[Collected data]
· · ·

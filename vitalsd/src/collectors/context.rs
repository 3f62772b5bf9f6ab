//! Context collector
//!
//! Clock-derived fields plus process-name heuristics for user activity.
//! On a headless host there is no input-idle counter to read, so idleness
//! is inferred from the presence of interactive applications: while at
//! least one is running the user counts as active and the idle clock is
//! zero; once they are gone the idle clock runs from the last sighting.

use super::{remaining, Cadence, Collector, Failure};
use crate::models::{Fragment, SystemContext, TimeOfDay, UserAction};
use async_trait::async_trait;
use chrono::Local;
use std::sync::{Arc, Mutex};
use sysinfo::{ProcessRefreshKind, RefreshKind, System, UpdateKind};
use tokio::time::Instant;

const BROWSERS: &[&str] = &["firefox", "chrome", "chromium", "brave", "edge", "vivaldi"];
const EDITORS: &[&str] = &["code", "vim", "nvim", "emacs", "idea", "pycharm", "zed", "helix"];
const GAMES: &[&str] = &["steam", "lutris", "heroic", "gamescope"];
const MEDIA: &[&str] = &["vlc", "mpv", "spotify", "obs", "plex"];
const LOCKERS: &[&str] = &["i3lock", "swaylock", "gnome-screensaver", "xsecurelock", "hyprlock"];

pub struct ContextCollector {
    sys: Arc<Mutex<System>>,
    last_active: Arc<Mutex<Option<Instant>>>,
}

impl ContextCollector {
    pub fn new() -> Self {
        let sys = System::new_with_specifics(
            RefreshKind::new()
                .with_processes(ProcessRefreshKind::new().with_exe(UpdateKind::Never)),
        );
        Self {
            sys: Arc::new(Mutex::new(sys)),
            last_active: Arc::new(Mutex::new(None)),
        }
    }
}

impl Default for ContextCollector {
    fn default() -> Self {
        Self::new()
    }
}

#[async_trait]
impl Collector for ContextCollector {
    fn name(&self) -> &'static str {
        "context"
    }

    fn cadence(&self) -> Cadence {
        Cadence::High
    }

    async fn sample(&self, deadline: Instant) -> Result<Fragment, Failure> {
        if remaining(deadline).is_zero() {
            return Err(Failure::timeout());
        }
        let sys = Arc::clone(&self.sys);
        let last_active = Arc::clone(&self.last_active);
        let context = tokio::task::spawn_blocking(move || {
            let mut sys = sys.lock().unwrap();
            sys.refresh_processes();
            let names: Vec<String> = sys
                .processes()
                .values()
                .map(|p| p.name().to_lowercase())
                .collect();

            let action = classify_action(&names);
            let screen_locked = names
                .iter()
                .any(|n| LOCKERS.iter().any(|l| n.contains(l)));

            let now = Instant::now();
            let mut last_active = last_active.lock().unwrap();
            let interactive = action != UserAction::Unknown;
            if interactive {
                *last_active = Some(now);
            }
            let idle_seconds = match *last_active {
                Some(at) => now.duration_since(at).as_secs(),
                None => 0,
            };
            let user_active = interactive && !screen_locked;

            let local = Local::now();
            SystemContext {
                user_active,
                idle_seconds,
                screen_locked,
                time_of_day: TimeOfDay::from_hour(chrono::Timelike::hour(&local)),
                day_of_week: local.format("%A").to_string(),
                user_action: if user_active { action } else { idle_or_unknown(idle_seconds) },
            }
        })
        .await
        .map_err(|e| Failure::transient(format!("context sampling task failed: {e}")))?;

        Ok(Fragment::Context(context))
    }
}

fn idle_or_unknown(idle_seconds: u64) -> UserAction {
    if idle_seconds >= 300 {
        UserAction::Idle
    } else {
        UserAction::Unknown
    }
}

/// First matching category wins, games before browsers so a running game
/// is not misread as browsing because of its launcher.
fn classify_action(names: &[String]) -> UserAction {
    let any = |set: &[&str]| names.iter().any(|n| set.iter().any(|s| n.contains(s)));
    if any(GAMES) {
        UserAction::Gaming
    } else if any(EDITORS) {
        UserAction::Coding
    } else if any(MEDIA) {
        UserAction::Streaming
    } else if any(BROWSERS) {
        UserAction::Browsing
    } else {
        UserAction::Unknown
    }
}

#[cfg(test)]
mod tests {
    use super::*;

    fn names(list: &[&str]) -> Vec<String> {
        list.iter().map(|s| s.to_string()).collect()
    }

    #[test]
    fn classifies_by_process_names() {
        assert_eq!(
            classify_action(&names(&["systemd", "firefox"])),
            UserAction::Browsing
        );
        assert_eq!(
            classify_action(&names(&["nvim", "firefox"])),
            UserAction::Coding
        );
        assert_eq!(
            classify_action(&names(&["steam", "firefox"])),
            UserAction::Gaming
        );
        assert_eq!(
            classify_action(&names(&["systemd", "sshd"])),
            UserAction::Unknown
        );
    }

    #[test]
    fn idle_threshold() {
        assert_eq!(idle_or_unknown(301), UserAction::Idle);
        assert_eq!(idle_or_unknown(30), UserAction::Unknown);
    }

    #[tokio::test]
    async fn samples_a_context_fragment() {
        let collector = ContextCollector::new();
        let fragment = collector
            .sample(Instant::now() + tokio::time::Duration::from_secs(5))
            .await
            .unwrap();
        match fragment {
            Fragment::Context(context) => {
                assert!(!context.day_of_week.is_empty());
            }
            other => panic!("expected context fragment, got {other:?}"),
        }
    }
}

· · ·

● Your goal: Check the entries above for the word "MEDIA" and copy every line where it turns up.

● Solution:
const MEDIA: &[&str] = &["vlc", "mpv", "spotify", "obs", "plex"];
    } else if any(MEDIA) {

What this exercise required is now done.